BEGIN

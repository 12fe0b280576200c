//! 週期性捐贈排程模型

use chrono::{Duration, Months, NaiveDate};
use serde::{Deserialize, Serialize};

use crate::{FoodlinkError, Result};

/// 週期間隔
#[derive(Debug, Clone, Copy, PartialEq, Eq, Serialize, Deserialize)]
#[serde(rename_all = "snake_case")]
pub enum RecurrenceInterval {
    /// 每週
    Weekly,
    /// 每月
    Monthly,
    /// 每年
    Yearly,
}

impl RecurrenceInterval {
    /// 取得字串表示
    pub fn as_str(&self) -> &'static str {
        match self {
            RecurrenceInterval::Weekly => "weekly",
            RecurrenceInterval::Monthly => "monthly",
            RecurrenceInterval::Yearly => "yearly",
        }
    }

    /// 由指定日期推進 `freq` 個間隔
    ///
    /// 月與年採日曆推進，月底日期不足時取該月最後一天
    /// （1/31 推進一個月為 2/28）。
    pub fn advance(&self, date: NaiveDate, freq: u32) -> NaiveDate {
        match self {
            RecurrenceInterval::Weekly => date + Duration::weeks(freq as i64),
            RecurrenceInterval::Monthly => date
                .checked_add_months(Months::new(freq))
                .expect("日期溢出"),
            RecurrenceInterval::Yearly => date
                .checked_add_months(Months::new(freq * 12))
                .expect("日期溢出"),
        }
    }
}

/// 週期描述
///
/// `Once` 為單次捐贈；`Repeating` 必須同時攜帶間隔、頻率、
/// 排程日期與剩餘次數。原始資料以資料表檢查約束強制這組
/// 欄位同進同出，此處改以標記聯合讓非法組合無法表示。
#[derive(Debug, Clone, PartialEq, Eq, Serialize, Deserialize)]
#[serde(tag = "recurrence", rename_all = "snake_case")]
pub enum Recurrence {
    /// 單次捐贈
    Once,
    /// 週期性捐贈範本
    Repeating {
        /// 週期間隔
        interval: RecurrenceInterval,
        /// 頻率倍數（每 freq 個間隔觸發一次）
        freq: u32,
        /// 尚未觸發的排程日期（遞增排序）
        next_dates: Vec<NaiveDate>,
        /// 剩餘觸發次數
        occurrences_remaining: u32,
    },
}

impl Recurrence {
    /// 創建單次捐贈的週期描述
    pub fn once() -> Self {
        Recurrence::Once
    }

    /// 創建週期性捐贈範本（排程日期於此一次算定）
    ///
    /// 第一筆排程為 `start` 推進一個週期後的日期，共 `occurrences` 筆。
    pub fn repeating(
        interval: RecurrenceInterval,
        freq: u32,
        start: NaiveDate,
        occurrences: u32,
    ) -> Result<Self> {
        if freq == 0 {
            return Err(FoodlinkError::InvalidArgument(
                "頻率必須為正整數".to_string(),
            ));
        }
        if occurrences == 0 {
            return Err(FoodlinkError::InvalidArgument(
                "週期次數必須為正整數".to_string(),
            ));
        }

        let mut next_dates = Vec::with_capacity(occurrences as usize);
        let mut current = start;
        for _ in 0..occurrences {
            current = interval.advance(current, freq);
            next_dates.push(current);
        }

        Ok(Recurrence::Repeating {
            interval,
            freq,
            next_dates,
            occurrences_remaining: occurrences,
        })
    }

    /// 由外部欄位組裝週期描述（邊界驗證）
    ///
    /// `kind` 為 once 時不得攜帶任何週期欄位；為 weekly/monthly/yearly
    /// 時三個欄位缺一不可，否則回報 `ConstraintViolation`。
    pub fn from_parts(
        kind: &str,
        freq: Option<u32>,
        next_dates: Option<Vec<NaiveDate>>,
        occurrences_remaining: Option<u32>,
    ) -> Result<Self> {
        let interval = match kind {
            "once" => {
                if freq.is_some() || next_dates.is_some() || occurrences_remaining.is_some() {
                    return Err(FoodlinkError::ConstraintViolation(
                        "單次捐贈不得攜帶週期欄位".to_string(),
                    ));
                }
                return Ok(Recurrence::Once);
            }
            "weekly" => RecurrenceInterval::Weekly,
            "monthly" => RecurrenceInterval::Monthly,
            "yearly" => RecurrenceInterval::Yearly,
            other => {
                return Err(FoodlinkError::InvalidArgument(format!(
                    "未知的週期類型: {}",
                    other
                )));
            }
        };

        let (Some(freq), Some(mut next_dates), Some(occurrences_remaining)) =
            (freq, next_dates, occurrences_remaining)
        else {
            return Err(FoodlinkError::ConstraintViolation(
                "週期性捐贈必須同時指定頻率、排程日期與剩餘次數".to_string(),
            ));
        };

        if freq == 0 {
            return Err(FoodlinkError::InvalidArgument(
                "頻率必須為正整數".to_string(),
            ));
        }

        // 保持遞增排序
        next_dates.sort();

        Ok(Recurrence::Repeating {
            interval,
            freq,
            next_dates,
            occurrences_remaining,
        })
    }

    /// 檢查是否為週期性範本
    pub fn is_repeating(&self) -> bool {
        matches!(self, Recurrence::Repeating { .. })
    }

    /// 檢查範本是否已耗盡（剩餘次數歸零或排程清空）
    ///
    /// 耗盡的範本保持 `Repeating` 形態而不降級為 `Once`，
    /// 排程器對其不再動作。
    pub fn is_exhausted(&self) -> bool {
        match self {
            Recurrence::Once => false,
            Recurrence::Repeating {
                next_dates,
                occurrences_remaining,
                ..
            } => *occurrences_remaining == 0 || next_dates.is_empty(),
        }
    }

    /// 列出截至 `today`（含）已到期的排程日期
    pub fn due_dates(&self, today: NaiveDate) -> Vec<NaiveDate> {
        match self {
            Recurrence::Once => Vec::new(),
            Recurrence::Repeating { next_dates, .. } => next_dates
                .iter()
                .copied()
                .filter(|d| *d <= today)
                .collect(),
        }
    }

    /// 消耗一筆已觸發的排程：移除該日期並遞減剩餘次數
    pub fn mark_occurred(&mut self, date: NaiveDate) {
        if let Recurrence::Repeating {
            next_dates,
            occurrences_remaining,
            ..
        } = self
        {
            if let Some(pos) = next_dates.iter().position(|d| *d == date) {
                next_dates.remove(pos);
                *occurrences_remaining = occurrences_remaining.saturating_sub(1);
            }
        }
    }
}

#[cfg(test)]
mod tests {
    use super::*;

    fn date(y: i32, m: u32, d: u32) -> NaiveDate {
        NaiveDate::from_ymd_opt(y, m, d).unwrap()
    }

    #[test]
    fn test_weekly_advance_spacing() {
        // 每 2 週一次，間隔應為 14 天
        let start = date(2025, 1, 6);
        let next = RecurrenceInterval::Weekly.advance(start, 2);
        assert_eq!(next, date(2025, 1, 20));
    }

    #[test]
    fn test_monthly_advance_clamps_month_end() {
        // 1/31 推進一個月：2 月沒有 31 日，取最後一天
        let start = date(2025, 1, 31);
        let next = RecurrenceInterval::Monthly.advance(start, 1);
        assert_eq!(next, date(2025, 2, 28));
    }

    #[test]
    fn test_yearly_advance() {
        let start = date(2025, 3, 15);
        let next = RecurrenceInterval::Yearly.advance(start, 1);
        assert_eq!(next, date(2026, 3, 15));
    }

    #[test]
    fn test_repeating_precomputes_schedule() {
        let recurrence =
            Recurrence::repeating(RecurrenceInterval::Weekly, 1, date(2025, 1, 6), 3).unwrap();

        let Recurrence::Repeating {
            next_dates,
            occurrences_remaining,
            ..
        } = recurrence
        else {
            panic!("應為週期性範本");
        };

        assert_eq!(
            next_dates,
            vec![date(2025, 1, 13), date(2025, 1, 20), date(2025, 1, 27)]
        );
        assert_eq!(occurrences_remaining, 3);
    }

    #[test]
    fn test_repeating_rejects_zero_freq() {
        let result = Recurrence::repeating(RecurrenceInterval::Weekly, 0, date(2025, 1, 6), 3);
        assert!(matches!(result, Err(FoodlinkError::InvalidArgument(_))));
    }

    #[test]
    fn test_from_parts_once_rejects_stray_fields() {
        let result = Recurrence::from_parts("once", Some(1), None, None);
        assert!(matches!(result, Err(FoodlinkError::ConstraintViolation(_))));

        let ok = Recurrence::from_parts("once", None, None, None).unwrap();
        assert_eq!(ok, Recurrence::Once);
    }

    #[test]
    fn test_from_parts_repeating_requires_all_fields() {
        let result = Recurrence::from_parts("weekly", Some(1), None, Some(3));
        assert!(matches!(result, Err(FoodlinkError::ConstraintViolation(_))));

        let ok = Recurrence::from_parts(
            "weekly",
            Some(1),
            Some(vec![date(2025, 1, 13)]),
            Some(1),
        )
        .unwrap();
        assert!(ok.is_repeating());
    }

    #[test]
    fn test_from_parts_unknown_kind() {
        let result = Recurrence::from_parts("hourly", Some(1), Some(vec![]), Some(1));
        assert!(matches!(result, Err(FoodlinkError::InvalidArgument(_))));
    }

    #[test]
    fn test_due_dates_and_mark_occurred() {
        let mut recurrence =
            Recurrence::repeating(RecurrenceInterval::Weekly, 1, date(2025, 1, 6), 2).unwrap();

        // 第一筆 1/13 到期，第二筆 1/20 尚未到期
        let due = recurrence.due_dates(date(2025, 1, 13));
        assert_eq!(due, vec![date(2025, 1, 13)]);

        recurrence.mark_occurred(date(2025, 1, 13));
        assert!(recurrence.due_dates(date(2025, 1, 13)).is_empty());
        assert!(!recurrence.is_exhausted());

        recurrence.mark_occurred(date(2025, 1, 20));
        assert!(recurrence.is_exhausted());
    }

    #[test]
    fn test_exhausted_stays_repeating() {
        let mut recurrence =
            Recurrence::repeating(RecurrenceInterval::Monthly, 1, date(2025, 1, 1), 1).unwrap();
        recurrence.mark_occurred(date(2025, 2, 1));

        assert!(recurrence.is_repeating());
        assert!(recurrence.is_exhausted());
    }

    #[test]
    fn test_once_is_inert() {
        let recurrence = Recurrence::once();
        assert!(!recurrence.is_repeating());
        assert!(!recurrence.is_exhausted());
        assert!(recurrence.due_dates(date(2030, 1, 1)).is_empty());
    }
}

END

Assignment ->
Using the listing above, show each line with the word "Clone" in it.

Exercise solution ->
#[derive(Debug, Clone, Copy, PartialEq, Eq, Serialize, Deserialize)]
#[derive(Debug, Clone, PartialEq, Eq, Serialize, Deserialize)]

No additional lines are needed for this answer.